The Holocaust
Holocaust in Libya: The Childhood Survival Story of Benny Harel
A testimony of pain, survival, and the lifelong search for a mother’s embrace

Benny Harel vividly remembers the terrifying moments when the Nazis entered his hometown of Tripoli, Libya. He was only five years old at the time.
“In Tripoli, life was simple,” he recalls. “We lived in homes where you could see the sky all around. Families lived together in harmony. Neighbors would share food, everyone respected one another. Jews and Arabs lived side by side like brothers. We held no resentment.”
Everything changed when the Germans invaded Tripoli. They began rounding up Jews and sending them to concentration camps. “Anyone who was strong enough to work was taken to build fortifications and sent to labor camps — mainly to the Giado camp,” he recounted in an interview with Kan 11.

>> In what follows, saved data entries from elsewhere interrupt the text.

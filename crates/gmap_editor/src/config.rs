//! Editor configuration file

use crate::commands::DEFAULT_HISTORY_LIMIT;
use gmap_core::MapConfig;
use serde::{Deserialize, Serialize};
use std::path::{Path, PathBuf};

#[derive(Debug)]
pub enum ConfigError {
    IoError(String),
    ParseError(String),
    SerializeError(String),
}

impl std::fmt::Display for ConfigError {
    fn fmt(&self, f: &mut std::fmt::Formatter<'_>) -> std::fmt::Result {
        match self {
            ConfigError::IoError(e) => write!(f, "IO error: {}", e),
            ConfigError::ParseError(e) => write!(f, "Parse error: {}", e),
            ConfigError::SerializeError(e) => write!(f, "Serialize error: {}", e),
        }
    }
}

impl std::error::Error for ConfigError {}

/// Settings for opening and editing maps
#[derive(Debug, Clone, PartialEq, Serialize, Deserialize)]
#[serde(default)]
pub struct EditorConfig {
    /// Level dimensions and default tile
    pub map: MapConfig,
    /// Directory searched for level files named by map descriptors
    pub search_root: Option<PathBuf>,
    /// Maximum undo steps, 0 for unlimited
    pub history_limit: usize,
}

impl Default for EditorConfig {
    fn default() -> Self {
        Self {
            map: MapConfig::default(),
            search_root: None,
            history_limit: DEFAULT_HISTORY_LIMIT,
        }
    }
}

impl EditorConfig {
    /// Load configuration from a JSON file
    pub fn load(path: &Path) -> Result<Self, ConfigError> {
        let content =
            std::fs::read_to_string(path).map_err(|e| ConfigError::IoError(e.to_string()))?;

        serde_json::from_str(&content).map_err(|e| ConfigError::ParseError(e.to_string()))
    }

    /// Load configuration, returning defaults if the file is missing or invalid
    pub fn load_or_default(path: &Path) -> Self {
        match Self::load(path) {
            Ok(config) => config,
            Err(e) => {
                tracing::warn!("Could not load config {:?}: {}. Using defaults.", path, e);
                Self::default()
            }
        }
    }

    /// Save configuration to a JSON file
    pub fn save(&self, path: &Path) -> Result<(), ConfigError> {
        if let Some(dir) = path.parent().filter(|d| !d.as_os_str().is_empty()) {
            std::fs::create_dir_all(dir).map_err(|e| ConfigError::IoError(e.to_string()))?;
        }

        let content = serde_json::to_string_pretty(self)
            .map_err(|e| ConfigError::SerializeError(e.to_string()))?;

        std::fs::write(path, content).map_err(|e| ConfigError::IoError(e.to_string()))?;

        tracing::info!("Saved config to {:?}", path);
        Ok(())
    }
}
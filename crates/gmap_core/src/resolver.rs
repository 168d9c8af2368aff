//! Turning bare level file names into paths on disk

use std::collections::HashMap;
use std::path::{Path, PathBuf};

/// File list shipped with game installations, one CSV row per file
pub const FILENAME_CACHE_FILE: &str = "FILENAMECACHE.txt";

/// Looks up files by name or relative path
pub trait FileResolver: Send + Sync {
    /// Return an existing path for `name`, if one can be found
    fn resolve(&self, name: &str) -> Option<PathBuf>;
}

/// Resolves file names anywhere below a root directory
#[derive(Debug, Clone, Default)]
pub struct FilesystemResolver {
    root: PathBuf,
    cache: HashMap<String, PathBuf>,
}

impl FilesystemResolver {
    pub fn new(root: impl Into<PathBuf>) -> Self {
        Self {
            root: root.into(),
            cache: HashMap::new(),
        }
    }

    pub fn root(&self) -> &Path {
        &self.root
    }

    pub fn valid_root(&self) -> bool {
        self.root.is_dir()
    }

    pub fn cached_files(&self) -> usize {
        self.cache.len()
    }

    /// Rebuild the file name cache by walking the whole root directory.
    ///
    /// Directories that cannot be read are skipped. Returns the number of files found.
    pub fn update_cache(&mut self) -> usize {
        self.cache.clear();
        if !self.valid_root() {
            tracing::warn!("Search root {:?} is not a directory", self.root);
            return 0;
        }

        let mut pending = vec![self.root.clone()];
        while let Some(dir) = pending.pop() {
            let entries = match std::fs::read_dir(&dir) {
                Ok(entries) => entries,
                Err(e) => {
                    tracing::warn!("Skipping unreadable directory {:?}: {}", dir, e);
                    continue;
                }
            };
            for entry in entries.flatten() {
                let path = entry.path();
                if path.is_dir() {
                    pending.push(path);
                } else if let Some(name) = path.file_name() {
                    self.cache
                        .insert(name.to_string_lossy().into_owned(), path);
                }
            }
        }

        tracing::debug!(
            "Cached {} file names below {:?}",
            self.cache.len(),
            self.root
        );
        self.cache.len()
    }

    /// Seed the cache from the root's `FILENAMECACHE.txt`.
    ///
    /// Returns false when the file is missing or unreadable.
    pub fn import_filename_cache(&mut self) -> bool {
        let cache_file = self.root.join(FILENAME_CACHE_FILE);
        let content = match std::fs::read_to_string(&cache_file) {
            Ok(content) => content,
            Err(_) => return false,
        };

        for line in content.lines() {
            let Some(relative) = crate::source::split_csv_row(line).into_iter().next() else {
                continue;
            };
            if relative.is_empty() {
                continue;
            }
            let relative = PathBuf::from(relative);
            if let Some(name) = relative.file_name() {
                self.cache.insert(
                    name.to_string_lossy().into_owned(),
                    self.root.join(&relative),
                );
            }
        }
        true
    }
}

impl FileResolver for FilesystemResolver {
    fn resolve(&self, name: &str) -> Option<PathBuf> {
        let path = Path::new(name);
        if path.has_root() && path.exists() {
            return Some(path.to_path_buf());
        }

        if !self.valid_root() {
            return None;
        }

        let under_root = self.root.join(path);
        if under_root.is_file() {
            return Some(under_root);
        }

        let file_name = path.file_name()?.to_string_lossy();
        self.cache.get(file_name.as_ref()).cloned()
    }
}

#[cfg(test)]
mod tests {
    use super::*;

    fn temp_root() -> PathBuf {
        let dir = std::env::temp_dir()
            .join(format!("gmap_resolver_{}", uuid::Uuid::new_v4().simple()));
        std::fs::create_dir_all(dir.join("levels/town")).unwrap();
        std::fs::write(dir.join("levels/town/shop.nw"), "GLEVNW01\n").unwrap();
        std::fs::write(dir.join("top.nw"), "GLEVNW01\n").unwrap();
        dir
    }

    #[test]
    fn test_resolves_through_cache() {
        let root = temp_root();
        let mut resolver = FilesystemResolver::new(&root);
        assert!(resolver.resolve("shop.nw").is_none());

        assert_eq!(resolver.update_cache(), 2);
        assert_eq!(
            resolver.resolve("shop.nw"),
            Some(root.join("levels/town/shop.nw"))
        );
        assert!(resolver.resolve("missing.nw").is_none());

        std::fs::remove_dir_all(root).unwrap();
    }

    #[test]
    fn test_resolves_relative_and_absolute_paths() {
        let root = temp_root();
        let resolver = FilesystemResolver::new(&root);
        assert_eq!(resolver.resolve("top.nw"), Some(root.join("top.nw")));
        assert_eq!(
            resolver.resolve("levels/town/shop.nw"),
            Some(root.join("levels/town/shop.nw"))
        );

        let absolute = root.join("top.nw");
        let elsewhere = FilesystemResolver::new("/definitely/not/here");
        assert_eq!(
            elsewhere.resolve(&absolute.to_string_lossy()),
            Some(absolute)
        );
        assert!(elsewhere.resolve("top.nw").is_none());

        std::fs::remove_dir_all(root).unwrap();
    }

    #[test]
    fn test_import_filename_cache() {
        let root = temp_root();
        std::fs::write(
            root.join(FILENAME_CACHE_FILE),
            "levels/town/shop.nw,1024,1700000000\n\"levels/cave 1.nw\",10,0\n",
        )
        .unwrap();

        let mut resolver = FilesystemResolver::new(&root);
        assert!(resolver.import_filename_cache());
        assert_eq!(resolver.cached_files(), 2);
        assert_eq!(
            resolver.resolve("cave 1.nw"),
            Some(root.join("levels/cave 1.nw"))
        );

        let mut empty = FilesystemResolver::new(root.join("levels"));
        assert!(!empty.import_filename_cache());

        std::fs::remove_dir_all(root).unwrap();
    }
}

At the time, Libya was under Italian rule. Italy, as an ally of Nazi Germany, adopted its racial laws. In 1938, the Fascist regime decided to impose those same antisemitic racial laws on the Jews of Libya.
Some 2,600 Jews from Libya were deported to the notorious Giado concentration camp, where 562 of them perished from starvation, disease, and severe physical and psychological abuse.
The Day the Bombs Fell
In 1941, Benny was at home with his mother, sister, and brother when his mother suddenly heard a loud roar in the skies.
“My mother heard the sound of squadrons of planes approaching. She grabbed me and my brother, covered us, and began to pray ‘God, save us.’ Suddenly I saw the room collapsing, falling closer and closer, until we were buried under the rubble. My sister and brother were killed. My mother and I were injured.”
Through great difficulty, the surviving Jewish community heard about those trapped under the ruins and managed to secretly rescue them — hiding them from the Italians, who would often send the wounded to hospitals from which they never returned.
After recovering, Benny and his mother were smuggled from Tripoli to al-Zawiya, where they were given shelter in the stable of a Jewish woman. However safety did not last long.
“There was a bombing there, and the stable caught fire. My mother burned to death,” Benny says with tears in his eyes and a broken heart, his voice trembling as he speaks. “They told me that if someone burns you can cover them, but I didn’t cover her. And for years, I had conversations with psychologists about this feeling — that somehow it was my fault. Why didn’t I cover her the way she covered me?”
A Lost Childhood
“She cared for me, she covered me, but I couldn’t protect her. I couldn’t save her,” he continues. “I never really had a childhood. Even today, when I see mothers hugging and caring for their children, I feel the absence. I still need a mother’s warmth. I still long for the warmth I never had.”